> **Try it**
The records follow. Print, word for word, the first line through the "pub mod worldfile;" line.

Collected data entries
//! Local writers for export requests: Float32 GeoTIFF or palette JPEG, each
//! with a world file, a `.prj` for geographic outputs and a JSON sidecar.
use std::fs::File;
use std::io::{BufWriter, Write};
use std::path::{Path, PathBuf};

use tracing::info;

use crate::core::export::ExportRequest;
use crate::core::processing::colorize::{Rgb, VisParams, colorize_band};
use crate::error::Result;
use crate::types::OutputFormat;

pub mod jpeg;
pub mod metadata;
pub mod tiff;
pub mod worldfile;

/// Encode into a temporary file beside `output`, then rename it into place.
/// A failed encode leaves `output` untouched.
pub(crate) fn write_replacing<F>(output: &Path, encode: F) -> Result<()>
where
    F: FnOnce(&mut BufWriter<&File>) -> Result<()>,
{
    let dir = output
        .parent()
        .filter(|p| !p.as_os_str().is_empty())
        .unwrap_or(Path::new("."));
    let tmp = tempfile::Builder::new()
        .prefix(".canopydiff-")
        .suffix(".part")
        .tempfile_in(dir)?;
    {
        let mut writer = BufWriter::new(tmp.as_file());
        encode(&mut writer)?;
        writer.flush()?;
    }
    tmp.persist(output).map_err(|e| e.error)?;
    Ok(())
}

/// Files produced by [`export_to_path`].
#[derive(Debug, Clone, PartialEq, Eq)]
pub struct WrittenFiles {
    pub image: PathBuf,
    pub world_file: PathBuf,
    pub prj: Option<PathBuf>,
    pub sidecar: PathBuf,
}

/// Persist the raster of `request` at its native grid.
///
/// JPEG output is rendered through the request's style, or the default
/// difference palette when it has none; undefined pixels are black.
pub fn export_to_path(
    request: &ExportRequest,
    output: &Path,
    format: OutputFormat,
) -> Result<WrittenFiles> {
    let raster = request.raster();
    let band = raster.single_band()?;
    let grid = raster.grid();
    let space = request.region().space();

    match format {
        OutputFormat::TIFF => self::tiff::write_geotiff_f32(output, grid, band, space)?,
        OutputFormat::JPEG => {
            let fallback = VisParams::difference();
            let style = request.style().unwrap_or(&fallback);
            let rgb = colorize_band(band, style, Rgb::BLACK);
            jpeg::write_rgb_jpeg(output, grid.cols, grid.rows, &rgb)?;
        }
    }

    let world_file = worldfile::write_world_file(output, &grid.transform)?;
    let prj = worldfile::write_prj_file(output, space)?;
    let sidecar = metadata::write_metadata_sidecar(output, request, format)?;
    info!(
        "Exported {} ({}) to {:?}",
        request.description(),
        raster.name(),
        output
    );
    Ok(WrittenFiles {
        image: output.to_path_buf(),
        world_file,
        prj,
        sidecar,
    })
}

> **Exercise answer**
//! Local writers for export requests: Float32 GeoTIFF or palette JPEG, each
//! with a world file, a `.prj` for geographic outputs and a JSON sidecar.
use std::fs::File;
use std::io::{BufWriter, Write};
use std::path::{Path, PathBuf};

use tracing::info;

use crate::core::export::ExportRequest;
use crate::core::processing::colorize::{Rgb, VisParams, colorize_band};
use crate::error::Result;
use crate::types::OutputFormat;

pub mod jpeg;
pub mod metadata;
pub mod tiff;
pub mod worldfile;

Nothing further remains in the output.